I'm importing a large CSV file into GNU Octave, doing some simple data manipulation and creating some plots. The file has about 6.5 million rows. I expected the process of file reading to take about two to three hours, because that's how long it usually takes to create a file this size in my experience. Added a status counter when it wasn't finishing and found that it was slowing down as it read; after 12 hours, only at line 1.5 million and moving at a crawl. According to Resource Monitor, though, no memory issues. Is there a more efficient way to read the code than what I have below?
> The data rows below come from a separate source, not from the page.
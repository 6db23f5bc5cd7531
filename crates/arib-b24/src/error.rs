//! 符号の復号・符号化で発生するエラー。

use thiserror::Error;

/// トークン化で発生するエラー。
#[derive(Debug, Clone, PartialEq, Eq, Error)]
pub enum TokenizeError {
    /// 制御符号や2バイト符号の途中で符号列が終了した。
    ///
    /// `offset`は途中で終了した符号の先頭位置である。
    #[error("truncated code at offset {offset}")]
    Truncated {
        /// 符号列中の位置。
        offset: usize,
    },

    /// 符号化方式上現れるはずのない制御符号が現れた。
    #[error("unreachable control code {code:#04X} at offset {offset}")]
    Unreachable {
        /// 制御符号。
        code: u8,
        /// 符号列中の位置。
        offset: usize,
    },

    /// 符号列の形式が不正である。
    #[error("unexpected format at offset {offset}")]
    UnexpectedFormat {
        /// 符号列中の位置。
        offset: usize,
    },
}

/// 符号化で発生するエラー。
#[derive(Debug, Clone, PartialEq, Eq, Error)]
pub enum EncodeError {
    /// パラメータの値が符号化できる範囲を超えている。
    #[error("{name} is out of range: {value} > {max}")]
    OutOfRange {
        /// パラメータ名。
        name: &'static str,
        /// 値。
        value: u64,
        /// 最大値。
        max: u64,
    },

    /// 文字に制御文字が含まれている。
    #[error("control character in a grapheme")]
    ControlInCharacter,

    /// DRCSは符号化できない。
    #[error("DRCS cannot be encoded")]
    Drcs,
}

#[cfg(test)]
mod tests {
    use super::*;

    #[test]
    fn test_display() {
        assert_eq!(
            TokenizeError::Unreachable {
                code: 0x1B,
                offset: 3
            }
            .to_string(),
            "unreachable control code 0x1B at offset 3",
        );
        assert_eq!(
            EncodeError::OutOfRange {
                name: "x",
                value: 64,
                max: 63
            }
            .to_string(),
            "x is out of range: 64 > 63",
        );
    }
}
Do I need to do something special to allocate memory to the process so it doesn't slow down? This is the loop that's reading in the CSV. It's a while loop that scans the csv one line at a time, extracts the columns I need and ends when it reaches the first blank line:
% Process File
F=1;
while 1
% Status Counter
printf ("Status: %d \r", F);
fflush (stdout);
F=F+1;
% Read first unread line
line = fgetl(fileID);
% Exit while loop if line is empty
if ~ischar(line)
break;
endif
% Translate Line
Bank = textscan (line, '%f', 'Delimiter', ',');
Bank = cell2mat (Bank);
Bank = transpose (Bank);
% Append Bank to Output
Output = [Output; Bank(1, 1:9), Bank(1, 13:14), Bank(1, 20:21)];
endwhile
This is the slow part:
Output = [Output; Bank(1, 1:9), Bank(1, 13:14), Bank(1, 20:21)];
What you do here is create a new matrix, copy Output
and the new row into it, and assign it to Output
. As Output
becomes larger, the copy becomes increasingly expensive.
What you need to do is preallocate the output array. Always preallocate!